= TASK DIRECTIONS =
Print the records below from the first line through the line containing "pub const DEFAULT_REMOTE_TIMEOUT: Duration", both included, word for word.

=== Begin Enclosure ===

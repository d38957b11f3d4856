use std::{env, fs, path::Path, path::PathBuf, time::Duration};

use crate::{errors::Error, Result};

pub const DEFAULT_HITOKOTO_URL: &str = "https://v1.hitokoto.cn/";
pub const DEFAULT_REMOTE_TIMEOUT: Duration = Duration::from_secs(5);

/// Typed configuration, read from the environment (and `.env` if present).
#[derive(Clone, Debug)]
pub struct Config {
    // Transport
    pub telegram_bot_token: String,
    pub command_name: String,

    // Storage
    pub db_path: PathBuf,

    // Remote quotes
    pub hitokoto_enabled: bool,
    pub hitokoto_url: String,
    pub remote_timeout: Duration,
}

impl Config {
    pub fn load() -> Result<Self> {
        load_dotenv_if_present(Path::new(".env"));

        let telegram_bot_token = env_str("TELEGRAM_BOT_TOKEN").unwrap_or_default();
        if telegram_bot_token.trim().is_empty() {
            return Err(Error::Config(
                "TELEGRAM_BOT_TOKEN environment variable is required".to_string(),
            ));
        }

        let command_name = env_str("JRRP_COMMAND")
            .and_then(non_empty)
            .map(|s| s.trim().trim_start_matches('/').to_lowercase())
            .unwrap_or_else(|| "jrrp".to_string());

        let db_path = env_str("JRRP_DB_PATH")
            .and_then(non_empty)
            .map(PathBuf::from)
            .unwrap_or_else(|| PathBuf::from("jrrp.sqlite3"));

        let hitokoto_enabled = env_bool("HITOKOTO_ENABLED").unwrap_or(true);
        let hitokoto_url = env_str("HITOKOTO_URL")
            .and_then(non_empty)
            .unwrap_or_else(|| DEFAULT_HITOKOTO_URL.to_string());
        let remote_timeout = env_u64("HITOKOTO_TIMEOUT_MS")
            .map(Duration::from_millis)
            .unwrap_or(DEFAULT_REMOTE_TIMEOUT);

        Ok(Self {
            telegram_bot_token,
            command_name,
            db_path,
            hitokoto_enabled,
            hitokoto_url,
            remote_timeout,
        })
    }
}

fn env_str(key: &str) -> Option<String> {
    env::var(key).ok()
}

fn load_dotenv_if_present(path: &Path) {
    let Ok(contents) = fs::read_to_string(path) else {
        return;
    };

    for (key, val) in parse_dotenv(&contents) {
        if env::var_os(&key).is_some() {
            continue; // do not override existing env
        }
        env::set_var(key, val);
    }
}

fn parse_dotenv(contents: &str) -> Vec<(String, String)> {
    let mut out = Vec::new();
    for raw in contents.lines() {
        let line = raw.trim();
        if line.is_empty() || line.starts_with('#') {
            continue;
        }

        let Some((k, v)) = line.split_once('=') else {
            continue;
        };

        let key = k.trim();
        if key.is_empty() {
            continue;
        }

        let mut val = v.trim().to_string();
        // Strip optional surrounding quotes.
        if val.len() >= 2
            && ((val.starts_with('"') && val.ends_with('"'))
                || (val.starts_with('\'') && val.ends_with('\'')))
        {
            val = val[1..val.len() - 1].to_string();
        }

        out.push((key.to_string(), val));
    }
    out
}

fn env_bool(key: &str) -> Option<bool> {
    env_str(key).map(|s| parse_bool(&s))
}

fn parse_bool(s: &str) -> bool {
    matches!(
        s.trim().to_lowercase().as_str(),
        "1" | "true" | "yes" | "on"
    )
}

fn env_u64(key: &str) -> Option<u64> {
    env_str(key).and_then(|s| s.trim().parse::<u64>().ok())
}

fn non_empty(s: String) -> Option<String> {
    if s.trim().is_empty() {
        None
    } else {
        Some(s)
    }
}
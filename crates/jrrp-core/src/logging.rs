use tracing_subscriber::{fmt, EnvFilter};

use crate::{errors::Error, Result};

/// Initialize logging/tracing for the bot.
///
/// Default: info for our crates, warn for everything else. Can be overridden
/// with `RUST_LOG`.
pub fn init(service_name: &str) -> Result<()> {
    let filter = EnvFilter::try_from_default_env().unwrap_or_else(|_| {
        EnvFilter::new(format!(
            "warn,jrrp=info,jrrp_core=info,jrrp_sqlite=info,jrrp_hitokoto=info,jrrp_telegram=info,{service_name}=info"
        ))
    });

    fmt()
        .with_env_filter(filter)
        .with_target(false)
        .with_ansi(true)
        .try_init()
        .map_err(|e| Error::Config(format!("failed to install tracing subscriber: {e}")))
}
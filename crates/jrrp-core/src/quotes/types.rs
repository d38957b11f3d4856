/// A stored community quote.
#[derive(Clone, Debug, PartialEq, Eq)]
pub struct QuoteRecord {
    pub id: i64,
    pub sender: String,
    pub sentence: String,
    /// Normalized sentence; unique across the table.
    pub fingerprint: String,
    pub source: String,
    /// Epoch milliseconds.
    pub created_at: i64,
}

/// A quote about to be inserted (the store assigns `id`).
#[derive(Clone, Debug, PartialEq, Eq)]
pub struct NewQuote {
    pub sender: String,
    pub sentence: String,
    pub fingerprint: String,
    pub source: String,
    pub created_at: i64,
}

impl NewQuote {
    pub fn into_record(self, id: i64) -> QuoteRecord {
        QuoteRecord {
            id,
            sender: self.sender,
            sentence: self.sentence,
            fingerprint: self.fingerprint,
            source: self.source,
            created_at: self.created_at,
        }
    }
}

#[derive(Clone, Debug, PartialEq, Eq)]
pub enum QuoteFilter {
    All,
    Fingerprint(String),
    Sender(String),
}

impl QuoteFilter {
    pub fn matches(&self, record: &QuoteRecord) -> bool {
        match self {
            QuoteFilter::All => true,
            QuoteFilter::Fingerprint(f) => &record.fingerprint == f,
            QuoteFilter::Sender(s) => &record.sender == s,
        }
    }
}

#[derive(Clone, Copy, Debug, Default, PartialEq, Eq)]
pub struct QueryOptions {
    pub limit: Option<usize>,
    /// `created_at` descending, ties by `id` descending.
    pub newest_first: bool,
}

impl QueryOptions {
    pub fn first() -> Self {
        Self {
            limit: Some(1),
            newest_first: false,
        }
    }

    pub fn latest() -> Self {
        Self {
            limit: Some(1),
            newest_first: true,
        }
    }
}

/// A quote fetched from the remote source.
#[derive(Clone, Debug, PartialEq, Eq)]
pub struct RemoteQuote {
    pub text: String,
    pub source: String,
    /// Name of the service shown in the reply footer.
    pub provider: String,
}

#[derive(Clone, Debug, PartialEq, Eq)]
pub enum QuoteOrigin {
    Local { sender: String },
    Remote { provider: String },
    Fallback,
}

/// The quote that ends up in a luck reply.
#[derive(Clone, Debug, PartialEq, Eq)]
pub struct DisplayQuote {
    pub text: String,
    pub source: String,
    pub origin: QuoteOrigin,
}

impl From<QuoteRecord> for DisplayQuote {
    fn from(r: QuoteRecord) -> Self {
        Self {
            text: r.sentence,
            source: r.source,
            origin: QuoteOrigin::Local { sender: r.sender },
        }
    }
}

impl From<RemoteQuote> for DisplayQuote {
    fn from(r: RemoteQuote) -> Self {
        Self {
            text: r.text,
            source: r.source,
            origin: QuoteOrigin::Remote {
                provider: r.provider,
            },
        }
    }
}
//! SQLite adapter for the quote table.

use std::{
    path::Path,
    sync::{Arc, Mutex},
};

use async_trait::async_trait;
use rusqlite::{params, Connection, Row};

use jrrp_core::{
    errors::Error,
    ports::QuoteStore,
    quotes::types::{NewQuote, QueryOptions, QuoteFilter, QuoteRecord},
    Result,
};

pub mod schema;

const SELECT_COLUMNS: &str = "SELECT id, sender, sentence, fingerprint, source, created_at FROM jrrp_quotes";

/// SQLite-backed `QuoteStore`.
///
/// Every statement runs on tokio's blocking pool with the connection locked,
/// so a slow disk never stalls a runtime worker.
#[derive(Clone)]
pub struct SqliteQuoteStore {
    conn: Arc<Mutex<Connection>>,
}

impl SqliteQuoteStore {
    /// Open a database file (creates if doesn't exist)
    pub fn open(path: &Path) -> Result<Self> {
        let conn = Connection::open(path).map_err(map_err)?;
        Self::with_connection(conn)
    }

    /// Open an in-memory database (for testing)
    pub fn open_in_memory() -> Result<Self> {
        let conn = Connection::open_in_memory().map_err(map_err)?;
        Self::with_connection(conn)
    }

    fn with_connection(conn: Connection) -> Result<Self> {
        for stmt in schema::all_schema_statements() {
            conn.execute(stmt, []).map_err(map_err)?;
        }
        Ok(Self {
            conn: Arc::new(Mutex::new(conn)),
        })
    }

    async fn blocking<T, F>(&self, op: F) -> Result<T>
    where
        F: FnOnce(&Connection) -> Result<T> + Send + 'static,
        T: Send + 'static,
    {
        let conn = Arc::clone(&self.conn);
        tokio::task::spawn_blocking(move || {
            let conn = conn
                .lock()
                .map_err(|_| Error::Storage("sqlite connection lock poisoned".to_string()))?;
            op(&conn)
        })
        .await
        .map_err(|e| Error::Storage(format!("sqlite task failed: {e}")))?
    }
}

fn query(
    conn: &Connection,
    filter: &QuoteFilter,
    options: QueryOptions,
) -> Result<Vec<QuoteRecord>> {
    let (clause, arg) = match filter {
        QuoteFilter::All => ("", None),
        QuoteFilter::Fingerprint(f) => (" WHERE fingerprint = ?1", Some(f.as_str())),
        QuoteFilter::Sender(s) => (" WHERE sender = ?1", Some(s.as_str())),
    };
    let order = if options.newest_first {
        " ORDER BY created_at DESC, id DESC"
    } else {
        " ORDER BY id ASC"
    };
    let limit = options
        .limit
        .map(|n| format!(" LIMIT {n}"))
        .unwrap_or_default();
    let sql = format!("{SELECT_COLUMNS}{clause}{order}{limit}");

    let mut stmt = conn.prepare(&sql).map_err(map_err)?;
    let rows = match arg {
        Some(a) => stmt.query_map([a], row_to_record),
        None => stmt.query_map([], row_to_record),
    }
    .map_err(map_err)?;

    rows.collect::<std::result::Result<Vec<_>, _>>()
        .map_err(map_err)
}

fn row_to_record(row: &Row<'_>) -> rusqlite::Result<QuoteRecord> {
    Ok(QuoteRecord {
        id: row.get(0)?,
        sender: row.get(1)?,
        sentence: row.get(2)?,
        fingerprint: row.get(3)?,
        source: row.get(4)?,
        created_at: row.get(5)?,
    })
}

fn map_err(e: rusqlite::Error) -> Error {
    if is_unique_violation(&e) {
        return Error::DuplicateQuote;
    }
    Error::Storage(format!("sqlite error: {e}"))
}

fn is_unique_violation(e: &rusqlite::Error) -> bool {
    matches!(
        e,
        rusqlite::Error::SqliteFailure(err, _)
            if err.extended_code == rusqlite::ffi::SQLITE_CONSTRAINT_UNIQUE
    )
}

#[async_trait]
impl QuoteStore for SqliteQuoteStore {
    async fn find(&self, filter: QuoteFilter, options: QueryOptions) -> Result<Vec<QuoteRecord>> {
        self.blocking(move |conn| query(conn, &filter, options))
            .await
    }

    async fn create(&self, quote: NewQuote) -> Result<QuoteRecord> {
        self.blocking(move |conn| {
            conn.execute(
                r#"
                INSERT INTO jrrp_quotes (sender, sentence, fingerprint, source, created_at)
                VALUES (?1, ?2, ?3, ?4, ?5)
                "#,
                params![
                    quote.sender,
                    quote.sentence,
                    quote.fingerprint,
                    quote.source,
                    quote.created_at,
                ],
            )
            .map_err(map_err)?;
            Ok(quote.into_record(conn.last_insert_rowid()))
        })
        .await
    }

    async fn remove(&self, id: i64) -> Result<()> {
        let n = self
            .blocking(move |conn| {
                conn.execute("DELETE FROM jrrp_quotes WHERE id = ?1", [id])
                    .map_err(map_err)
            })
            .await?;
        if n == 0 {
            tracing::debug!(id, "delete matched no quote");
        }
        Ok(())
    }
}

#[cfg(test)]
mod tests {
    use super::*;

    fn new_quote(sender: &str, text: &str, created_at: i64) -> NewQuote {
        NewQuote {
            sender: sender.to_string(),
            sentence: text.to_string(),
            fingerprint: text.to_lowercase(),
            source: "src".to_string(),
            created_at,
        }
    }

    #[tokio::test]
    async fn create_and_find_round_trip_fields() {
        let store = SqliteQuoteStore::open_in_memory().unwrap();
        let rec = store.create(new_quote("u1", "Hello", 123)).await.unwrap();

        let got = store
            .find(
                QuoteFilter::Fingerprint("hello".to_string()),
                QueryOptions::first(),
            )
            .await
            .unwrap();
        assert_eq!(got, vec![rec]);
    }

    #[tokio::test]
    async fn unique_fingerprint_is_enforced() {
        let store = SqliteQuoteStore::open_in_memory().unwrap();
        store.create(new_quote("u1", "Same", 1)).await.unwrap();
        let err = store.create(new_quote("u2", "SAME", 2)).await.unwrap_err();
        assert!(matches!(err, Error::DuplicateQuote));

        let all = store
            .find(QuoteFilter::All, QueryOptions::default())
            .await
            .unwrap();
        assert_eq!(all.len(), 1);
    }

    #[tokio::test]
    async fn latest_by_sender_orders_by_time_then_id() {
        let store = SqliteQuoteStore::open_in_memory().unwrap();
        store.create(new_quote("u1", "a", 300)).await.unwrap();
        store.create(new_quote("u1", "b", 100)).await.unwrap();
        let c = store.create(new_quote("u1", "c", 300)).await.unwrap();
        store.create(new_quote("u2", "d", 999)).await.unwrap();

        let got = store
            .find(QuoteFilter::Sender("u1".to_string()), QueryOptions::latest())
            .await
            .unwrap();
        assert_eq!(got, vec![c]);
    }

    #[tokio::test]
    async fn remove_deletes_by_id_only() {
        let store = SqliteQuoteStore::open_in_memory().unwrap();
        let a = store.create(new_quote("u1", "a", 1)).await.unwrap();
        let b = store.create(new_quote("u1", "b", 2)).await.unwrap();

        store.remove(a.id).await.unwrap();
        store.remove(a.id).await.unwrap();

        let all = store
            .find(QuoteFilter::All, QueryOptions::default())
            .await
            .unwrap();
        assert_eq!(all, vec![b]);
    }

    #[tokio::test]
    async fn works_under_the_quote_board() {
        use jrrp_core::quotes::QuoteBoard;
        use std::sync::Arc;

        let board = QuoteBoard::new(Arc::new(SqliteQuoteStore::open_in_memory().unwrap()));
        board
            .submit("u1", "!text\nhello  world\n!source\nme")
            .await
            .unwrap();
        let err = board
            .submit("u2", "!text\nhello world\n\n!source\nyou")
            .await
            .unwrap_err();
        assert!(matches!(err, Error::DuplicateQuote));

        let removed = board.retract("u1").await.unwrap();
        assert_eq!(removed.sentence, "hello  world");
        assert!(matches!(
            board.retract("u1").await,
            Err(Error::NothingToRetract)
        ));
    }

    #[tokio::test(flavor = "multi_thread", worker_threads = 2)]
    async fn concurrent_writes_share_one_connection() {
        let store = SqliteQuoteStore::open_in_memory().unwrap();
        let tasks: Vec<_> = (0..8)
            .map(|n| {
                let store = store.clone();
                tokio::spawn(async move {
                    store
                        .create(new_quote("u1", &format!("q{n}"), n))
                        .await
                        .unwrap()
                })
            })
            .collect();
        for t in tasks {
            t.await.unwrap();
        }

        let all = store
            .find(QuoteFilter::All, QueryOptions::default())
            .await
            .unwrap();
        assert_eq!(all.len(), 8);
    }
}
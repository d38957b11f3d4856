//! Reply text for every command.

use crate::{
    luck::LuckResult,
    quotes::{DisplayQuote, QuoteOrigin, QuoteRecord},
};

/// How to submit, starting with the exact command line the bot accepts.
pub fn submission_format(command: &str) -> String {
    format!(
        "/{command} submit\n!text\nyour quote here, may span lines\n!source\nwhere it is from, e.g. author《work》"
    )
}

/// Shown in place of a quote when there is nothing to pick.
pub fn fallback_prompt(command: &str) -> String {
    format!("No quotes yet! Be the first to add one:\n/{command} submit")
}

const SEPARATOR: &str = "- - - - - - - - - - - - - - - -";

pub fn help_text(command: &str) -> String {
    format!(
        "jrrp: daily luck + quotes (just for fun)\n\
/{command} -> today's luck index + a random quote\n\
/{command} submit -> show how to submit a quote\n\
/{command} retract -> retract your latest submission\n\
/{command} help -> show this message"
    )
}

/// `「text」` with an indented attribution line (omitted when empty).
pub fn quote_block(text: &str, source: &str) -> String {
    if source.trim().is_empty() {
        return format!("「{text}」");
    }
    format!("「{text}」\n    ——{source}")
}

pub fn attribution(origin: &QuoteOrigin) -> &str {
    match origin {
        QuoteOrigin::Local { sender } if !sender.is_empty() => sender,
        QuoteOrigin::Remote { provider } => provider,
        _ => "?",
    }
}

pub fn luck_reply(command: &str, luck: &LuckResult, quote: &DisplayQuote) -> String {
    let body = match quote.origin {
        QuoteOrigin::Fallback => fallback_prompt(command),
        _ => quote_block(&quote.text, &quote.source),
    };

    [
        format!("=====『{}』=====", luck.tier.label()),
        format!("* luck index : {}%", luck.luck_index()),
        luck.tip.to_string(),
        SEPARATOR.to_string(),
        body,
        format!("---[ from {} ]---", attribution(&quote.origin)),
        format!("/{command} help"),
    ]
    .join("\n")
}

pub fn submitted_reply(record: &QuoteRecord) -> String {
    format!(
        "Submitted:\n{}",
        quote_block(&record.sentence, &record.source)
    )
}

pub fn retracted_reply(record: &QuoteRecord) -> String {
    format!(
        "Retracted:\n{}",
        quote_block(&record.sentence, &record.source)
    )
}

=== End Enclosure ===

= RESPONSE BELOW =
repository d38957b11f3d4856
use std::{env, fs, path::Path, path::PathBuf, time::Duration};

use crate::{errors::Error, Result};

pub const DEFAULT_HITOKOTO_URL: &str = "https://v1.hitokoto.cn/";
pub const DEFAULT_REMOTE_TIMEOUT: Duration = Duration::from_secs(5);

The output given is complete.